New drugs show promise against sleeping sickness and Chagas disease

A new research has developed specific, potent drugs against Chagas disease and sleeping sickness.

These diseases, caused by Trypanosoma protists, infect millions of people and livestock worldwide taking lives and cause severe economic losses. Existing drugs against the bugs are fast becoming ineffective and have serious side effects.

Scientists targeted small compartments – called the peroxisome – in Trypanosoma cells to kill these pathogens. The peroxisome performs essential metabolic functions in Trypanosoma cells to keep it alive. These cellular compartments are also present in humans, plants, fungi and nematodes. In humans, dysfunctional peroxisomes cause Zellweger syndrome and related diseases that may cause early deaths.

The research, published in a leading scientific journal Science, targeted a unique feature in Trypanosoma peroxisomes to create highly specific drugs that show low toxicity in human cells.

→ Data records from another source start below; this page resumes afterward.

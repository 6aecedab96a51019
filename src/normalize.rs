//! Result normalization applied on every read path.
//!
//! Two rewrites, in order:
//!
//! 1. The backend-native identifier field `_id` is renamed to `id` and
//!    stringified, keeping its position in the record.
//! 2. For each configured [`FlagAlias`], a boolean column stored under its
//!    legacy name is coalesced into the canonical name. When both names are
//!    present the canonical value wins; the legacy column is dropped.

use crate::config::FlagAlias;
use crate::models::Record;
use serde_json::Value;

/// Name of the native identifier field on the document backend.
pub const NATIVE_ID_FIELD: &str = "_id";

/// Name of the common identifier field.
pub const ID_FIELD: &str = "id";

/// Applies identifier and flag normalization to records.
#[derive(Debug, Clone, Default)]
pub struct Normalizer {
    flag_aliases: Vec<FlagAlias>,
}

impl Normalizer {
    /// Creates a normalizer with the given flag aliases.
    #[must_use]
    pub const fn new(flag_aliases: Vec<FlagAlias>) -> Self {
        Self { flag_aliases }
    }

    /// Normalizes a single record.
    #[must_use]
    pub fn record(&self, record: Record) -> Record {
        let mut record = rename_native_id(record);
        for alias in &self.flag_aliases {
            record = coalesce_flag(record, alias);
        }
        record
    }

    /// Normalizes every record of a result set.
    #[must_use]
    pub fn records(&self, records: Vec<Record>) -> Vec<Record> {
        records.into_iter().map(|r| self.record(r)).collect()
    }
}

/// Renames `_id` to `id` in place, stringifying the value.
///
/// An existing `id` field is replaced by the native identifier.
#[must_use]
pub fn rename_native_id(record: Record) -> Record {
    if !record.contains_key(NATIVE_ID_FIELD) {
        return record;
    }

    let mut out = Record::new();
    for (key, value) in record {
        if key == NATIVE_ID_FIELD {
            out.insert(ID_FIELD.to_string(), Value::String(stringify_id(&value)));
        } else if key != ID_FIELD {
            out.insert(key, value);
        }
    }
    out
}

/// Stringifies an identifier value.
///
/// Extended-JSON object ids (`{"$oid": "..."}`) yield their hex string.
#[must_use]
pub fn stringify_id(value: &Value) -> String {
    match value {
        Value::String(s) => s.clone(),
        Value::Object(map) => match map.get("$oid") {
            Some(Value::String(hex)) => hex.clone(),
            _ => value.to_string(),
        },
        other => other.to_string(),
    }
}

/// Coalesces a legacy boolean column into its canonical name.
fn coalesce_flag(record: Record, alias: &FlagAlias) -> Record {
    let has_canonical = record.contains_key(&alias.canonical);
    let has_legacy = record.contains_key(&alias.legacy);
    if !has_canonical && !has_legacy {
        return record;
    }

    let mut out = Record::new();
    for (key, value) in record {
        if key == alias.canonical {
            out.insert(key, Value::Bool(truthy(&value)));
        } else if key == alias.legacy {
            if !has_canonical {
                out.insert(alias.canonical.clone(), Value::Bool(truthy(&value)));
            }
        } else {
            out.insert(key, value);
        }
    }
    out
}

/// Interprets a stored flag value as a boolean.
///
/// Numbers are true when non-zero; strings are true for `true`, `t`, `1`,
/// `yes`, `y` and `on` (case-insensitive).
#[must_use]
pub fn truthy(value: &Value) -> bool {
    match value {
        Value::Bool(b) => *b,
        Value::Number(n) => n.as_f64().is_some_and(|f| f != 0.0),
        Value::String(s) => matches!(
            s.trim().to_ascii_lowercase().as_str(),
            "true" | "t" | "1" | "yes" | "y" | "on"
        ),
        Value::Array(items) => !items.is_empty(),
        Value::Object(map) => !map.is_empty(),
        Value::Null => false,
    }
}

Importing enzymes into the peroxisome is vital for it to perform its function. If the peroxisome is unable to perform its function the organism is likely to die due to the build-up of toxins. The study also shows that the peroxisomes are attractive targets for drug design against fungi and nematodes. These organisms also cause severe diseases in plants, animals and humans.

The drugs target Trypanosoma PEX14 protein, which is required to import enzymes into peroxisomes, and deactivates the function of PEX14, which means peroxisomes become dysfunctional and leading to the death of the organism. These drugs have the potential to become candidates against Trypanosoma pathogens in a clinical trial.